Photo Bernard Deguy 1976

Photo Bernard Deguy 1976

La genèse

L’idée d’utiliser des hydrofoils, Eric Tabarly, l’avait déjà fin 1971. Il souhaitait développer un foiler pour améliorer la stabilité d’un trimaran de course tout en diminuant la trainée (il avait croisé Williwaw le premier foiler océanique en 1969 aux USA). En 1975, il rencontre Alain de Bergh et Claude Picard ingénieurs chez Dassault. Le duo, qui va s’intéresser au projet d’Eric Tabarly, va se transformer en trio avec l’arrivée de l’aérodynamicien Pierre Perrier. Puis en quatuor avec le professeur Tsen du CEAT ENSMA de Poitiers. C’est Alain de Bergh qui, après plusieurs semaines de recherches, propose d’étudier la possibilité de faire voler l’engin. En 1975 des essais en soufflerie sont réalisés, des foils sont testés à l’école nationale supérieur de mécanique aéronautique de Poitiers (ENSMA) et une maquette sur un plan d’eau (tractée par une canne à pêche !)…

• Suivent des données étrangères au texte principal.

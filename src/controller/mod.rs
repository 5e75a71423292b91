//! Controller (C8): composes the Router Client, Health Monitor, Device
//! Manager, Snapshot Engine, Recording Engine and Storage Monitor behind a
//! single lifecycle gate, and owns the process-wide active-recording
//! registry that enforces "at most one RECORDING session per (device,
//! use_case=recording)" (§4.8, §5) so the Recording Engine itself can stay
//! stateless about that conflict.

mod types;

pub use types::{ActiveRecording, RetentionPolicy};

use std::collections::HashMap;
use std::sync::atomic::{AtomicBool, Ordering};
use std::sync::Arc;

use parking_lot::RwLock;
use tokio_util::sync::CancellationToken;
use tracing::info;

use crate::device::{Device, DeviceManager, DeviceStats};
use crate::error::{AppError, Result};
use crate::health::{HealthMetrics, HealthMonitor, HealthStatus};
use crate::recording::{FileListing, RecordingContinuity, RecordingEngine, RecordingInfo, RecordingOptions, RecordingSession, UseCase};
use crate::router::{RouterClient, RouterPath, RouterStream};
use crate::snapshot::{Snapshot, SnapshotEngine, SnapshotOptions, SnapshotSettings};
use crate::storage::{StorageMonitor, StorageSnapshot};

pub struct Controller {
    pub router: Arc<RouterClient>,
    pub health: Arc<HealthMonitor>,
    pub device: Arc<DeviceManager>,
    pub snapshot: Arc<SnapshotEngine>,
    pub recording: Arc<RecordingEngine>,
    pub storage: Arc<StorageMonitor>,
    active_recordings: RwLock<HashMap<String, ActiveRecording>>,
    retention_policy: RwLock<RetentionPolicy>,
    running: AtomicBool,
    cancel: RwLock<Option<CancellationToken>>,
}

impl Controller {
    pub fn new(
        router: Arc<RouterClient>,
        health: Arc<HealthMonitor>,
        device: Arc<DeviceManager>,
        snapshot: Arc<SnapshotEngine>,
        recording: Arc<RecordingEngine>,
        storage: Arc<StorageMonitor>,
    ) -> Arc<Self> {
        Arc::new(Self {
            router,
            health,
            device,
            snapshot,
            recording,
            storage,
            active_recordings: RwLock::new(HashMap::new()),
            retention_policy: RwLock::new(RetentionPolicy::default()),
            running: AtomicBool::new(false),
            cancel: RwLock::new(None),
        })
    }

    /// `set_retention_policy` (§4.9, admin only): updates the policy
    /// consulted by `cleanup_old_files` when a call omits `max_age`/`max_size`,
    /// and mirrors `max_size` onto the Storage Monitor's block threshold when
    /// given as a percentage-like guard.
    pub fn set_retention_policy(&self, policy: RetentionPolicy) {
        *self.retention_policy.write() = policy;
    }

    pub fn get_retention_policy(&self) -> RetentionPolicy {
        self.retention_policy.read().clone()
    }

    /// §5 startup ordering: C3 -> C4 -> C5 -> C11 -> C7 -> C6 -> C9. C3/C7/C6
    /// have no background loop of their own (they're called into directly),
    /// so only C4, C5 and C11 are actually started here; C9 is started by
    /// the caller once the Controller itself reports running.
    pub async fn start(self: &Arc<Self>) -> Result<()> {
        if self.running.swap(true, Ordering::SeqCst) {
            return Err(AppError::AlreadyRunning("controller".to_string()));
        }

        let cancel = CancellationToken::new();
        self.health.start(cancel.child_token()).await?;
        self.device.start_monitoring(cancel.child_token()).await?;
        self.storage.start(cancel.child_token()).await?;
        *self.cancel.write() = Some(cancel);

        info!("controller started");
        Ok(())
    }

    /// Reverses startup order: C11 -> C5 -> C4.
    pub async fn stop(&self) -> Result<()> {
        if !self.running.swap(false, Ordering::SeqCst) {
            return Err(AppError::NotRunning("controller".to_string()));
        }

        if let Some(cancel) = self.cancel.write().take() {
            cancel.cancel();
        }
        self.storage.stop().ok();
        self.device.stop();
        self.health.stop().ok();

        info!("controller stopped");
        Ok(())
    }

    pub fn is_running(&self) -> bool {
        self.running.load(Ordering::SeqCst)
    }

    fn require_running(&self) -> Result<()> {
        if !self.is_running() {
            return Err(AppError::NotRunning("controller".to_string()));
        }
        Ok(())
    }

    // --- Active-recording registry (§4.8) ---

    pub fn start_active_recording(&self, device: &str, session_id: &str, stream_name: &str) -> Result<()> {
        let mut table = self.active_recordings.write();
        if table.contains_key(device) {
            return Err(AppError::RecordingInProgress(device.to_string()));
        }
        table.insert(
            device.to_string(),
            ActiveRecording {
                device: device.to_string(),
                session_id: session_id.to_string(),
                stream_name: stream_name.to_string(),
            },
        );
        Ok(())
    }

    pub fn stop_active_recording(&self, device: &str) {
        self.active_recordings.write().remove(device);
    }

    pub fn is_device_recording(&self, device: &str) -> bool {
        self.active_recordings.read().contains_key(device)
    }

    pub fn get_active_recording(&self, device: &str) -> Option<ActiveRecording> {
        self.active_recordings.read().get(device).cloned()
    }

    pub fn get_active_recordings(&self) -> Vec<ActiveRecording> {
        self.active_recordings.read().values().cloned().collect()
    }

    pub fn get_session_id_by_device(&self, device: &str) -> Option<String> {
        self.active_recordings.read().get(device).map(|r| r.session_id.clone())
    }

    // --- Recording (delegated, with the at-most-one gate) ---

    pub async fn start_recording(&self, device: &str, options: &RecordingOptions) -> Result<RecordingSession> {
        self.require_running()?;

        let use_case = options.use_case.unwrap_or(UseCase::Recording);
        if use_case == UseCase::Recording && self.is_device_recording(device) {
            return Err(AppError::RecordingInProgress(device.to_string()));
        }

        let stream_name = DeviceManager::stream_name_for(device)?;
        let session = self.recording.start_recording(device, options).await?;

        if use_case == UseCase::Recording {
            // Between the check above and this insert another caller could
            // have raced in; the registry insert is the actual linearization
            // point (§5: "enforced by the active-recording registry, not by
            // the engine"), so a losing racer stops the session it just
            // started and reports the conflict to its own caller.
            if self.start_active_recording(device, &session.id, &stream_name).is_err() {
                let _ = self.recording.stop_recording(&session.id).await;
                return Err(AppError::RecordingInProgress(device.to_string()));
            }
        }

        Ok(session)
    }

    pub async fn stop_recording(&self, session_id: &str) -> Result<RecordingSession> {
        self.require_running()?;
        let session = self.recording.stop_recording(session_id).await?;
        if session.use_case == UseCase::Recording {
            self.stop_active_recording(&session.device);
        }
        Ok(session)
    }

    pub async fn stop_recording_by_device(&self, device: &str) -> Result<RecordingSession> {
        self.require_running()?;
        let session_id = self
            .get_session_id_by_device(device)
            .ok_or_else(|| AppError::FileNotFound(device.to_string()))?;
        self.stop_recording(&session_id).await
    }

    pub async fn get_recording_continuity(&self, session_id: &str) -> Option<RecordingContinuity> {
        self.recording.get_recording_continuity(session_id).await
    }

    pub async fn list_recordings(&self, limit: usize, offset: usize) -> Result<FileListing<RecordingInfo>> {
        self.require_running()?;
        self.recording.list_recordings(limit, offset).await
    }

    pub async fn get_recording_info(&self, filename: &str) -> Result<RecordingInfo> {
        self.require_running()?;
        self.recording.get_recording_info(filename).await
    }

    pub async fn delete_recording(&self, filename: &str) -> Result<()> {
        self.require_running()?;
        self.recording.delete_recording(filename).await
    }

    pub fn update_storage_thresholds(&self, warn_pct: f64, block_pct: f64) {
        self.recording.update_storage_thresholds(warn_pct, block_pct);
    }

    // --- Snapshot (delegated) ---

    pub async fn take_snapshot(&self, cancel: &CancellationToken, device: &str, output_prefix: &str, options: &SnapshotOptions) -> Result<Snapshot> {
        self.require_running()?;
        self.snapshot.take_snapshot(cancel, device, output_prefix, options).await
    }

    pub async fn get_snapshot(&self, id: &str) -> Option<Snapshot> {
        self.snapshot.get_snapshot(id).await
    }

    pub async fn list_snapshots(&self, limit: usize, offset: usize) -> (Vec<Snapshot>, usize) {
        self.snapshot.list_snapshots(limit, offset).await
    }

    pub async fn delete_snapshot(&self, id: &str) -> Result<()> {
        self.require_running()?;
        self.snapshot.delete_snapshot(id).await
    }

    pub fn get_snapshot_settings(&self) -> SnapshotSettings {
        self.snapshot.get_settings()
    }

    pub fn set_snapshot_settings(&self, settings: SnapshotSettings) {
        self.snapshot.set_settings(settings);
    }

    // --- Device (delegated) ---

    pub async fn get_device(&self, path: &str) -> Option<Device> {
        self.device.get_device(path).await
    }

    pub async fn get_connected_devices(&self) -> Vec<Device> {
        self.device.get_connected_devices().await
    }

    pub async fn get_device_stats(&self) -> DeviceStats {
        self.device.get_stats().await
    }

    // --- Router / health / storage (delegated, open question 3 resolved
    // below: `get_streams` propagates the Controller's own not-running gate,
    // so a caller can tell "service isn't up" apart from "running but the
    // Router is unreachable", which instead collapses to an empty list) ---

    pub async fn get_streams(&self) -> Result<Vec<RouterStream>> {
        self.require_running()?;
        match self.router.get_streams().await {
            Ok(streams) => Ok(streams),
            Err(AppError::RouterTimeout(_)) | Err(AppError::RouterHttp { .. }) => Ok(Vec::new()),
            Err(e) => Err(e),
        }
    }

    pub async fn get_paths(&self) -> Result<Vec<RouterPath>> {
        self.require_running()?;
        self.router.get_paths().await
    }

    pub async fn get_health_status(&self) -> HealthStatus {
        self.health.get_status().await
    }

    pub fn get_health_metrics(&self) -> HealthMetrics {
        self.health.get_metrics()
    }

    pub async fn get_storage_info(&self) -> Result<StorageSnapshot> {
        self.require_running()?;
        self.storage.sample().await
    }

    pub async fn cleanup_old_files(&self, max_age: Option<std::time::Duration>, max_size: Option<usize>, dry_run: bool) -> Result<Vec<std::path::PathBuf>> {
        self.require_running()?;
        let policy = self.get_retention_policy();
        let max_age = max_age.or_else(|| policy.max_age_days.map(|d| std::time::Duration::from_secs(d as u64 * 86_400)));
        let max_size = max_size.or(policy.max_count);

        let mut removed = self.storage.cleanup_old_files(&self.recording_dir(), max_age, max_size, dry_run).await?;
        removed.extend(self.snapshot.cleanup_old_snapshots(max_age, max_size, dry_run).await?);
        Ok(removed)
    }

    fn recording_dir(&self) -> std::path::PathBuf {
        // Both engines are constructed from the same `recording`/`snapshots`
        // config roots; the Storage Monitor is the source of truth for
        // where those roots live since it already samples both.
        self.storage.recordings_dir()
    }
}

En 1976, au retour du Triangle Atlantique qu’il vient de gagner avec Pen Duick VI, Eric Tabarly rencontre Jean Garnault professeur à l’IUT Génie civil de La Rochelle. Jean Garnault lui propose de construire la maquette navigante de son projet. Cette maquette devait permettre de valider les idées d’Eric et des ingénieurs de Dassault. Idées qui, à l’époque, faisaient sourire certains. La maquette devait surtout permettre d’observer le comportement d’un hydroptère à voile en navigation. En Angleterre et en France, d’autres engins de ce type existaient déjà comme ceux de Claude Tisserand (Véliplanes) ou de Roland Tiercelin (Trimama, Triplane …), mais l’engin réalisé par Jean Garnault allait permettre de valider les premières esquisses du projet.

Réalisation

La bête fut construite à partir de la coque centrale d’un Tornado, de son gréement, d’un profil de mat pour le bras de liaison, de flotteurs en contre plaqué stratifié et de foils à priori eux aussi en CP stratifié. Le safran était équipé d’un empennage en V dont l’incidence était réglable en tournant la barre sur elle-même (rotation d’un pas de vis, puis d’une crémaillère fixée en tête de safran).

Pour augmenter la surface du pont, une plaque de contre plaqué avait été rajoutée sur la coque centrale. Sur chaque côté de cette plaque, étaient fixés 2 répétiteurs (girouette, anémomètre …). Cette plate forme rendait le canot légèrement plus «confortable» mais les pieds du barreur se trouvaient tout de même au même niveau que ses fesses. La barre se trouvait dans le dos du pilote, ce qui ne devait pas permettre un pilotage en finesse.

Sur la coque de Tornado, à l’emplacement de la poutre arrière, un petit profilé dépassant de chaque coté avait été boulonné. Il permettait de fixer une pantoire pour l’écoute de GV. De même à l’avant, une mini poutre servait de point de fixation à la poulie d’écoute de foc.

Voiles & voiliers N°448 juin 08

Voiles & voiliers N°448 juin 08

Caractéristiques :

  • Longueur : 6.09 m
  • Largeur : 7m
  • Poids : 160 kg environ, 230 avec le pilote
  • Surface de voilure : GV 16,87 m² ; Foc 5,20 m²
  • Longueur des foils : 2 m

Navigations

Assemblé au port des Minimes (arrivé démonté sur une remorque tractée par une DS), l’engin a volé dés sa première sortie, au près serré, par 10/15 nœuds de vent. Il semble que le premier vol n’est pas été réalisé par Eric Tabarly mais par quelqu’un de l’équipe de La rochelle…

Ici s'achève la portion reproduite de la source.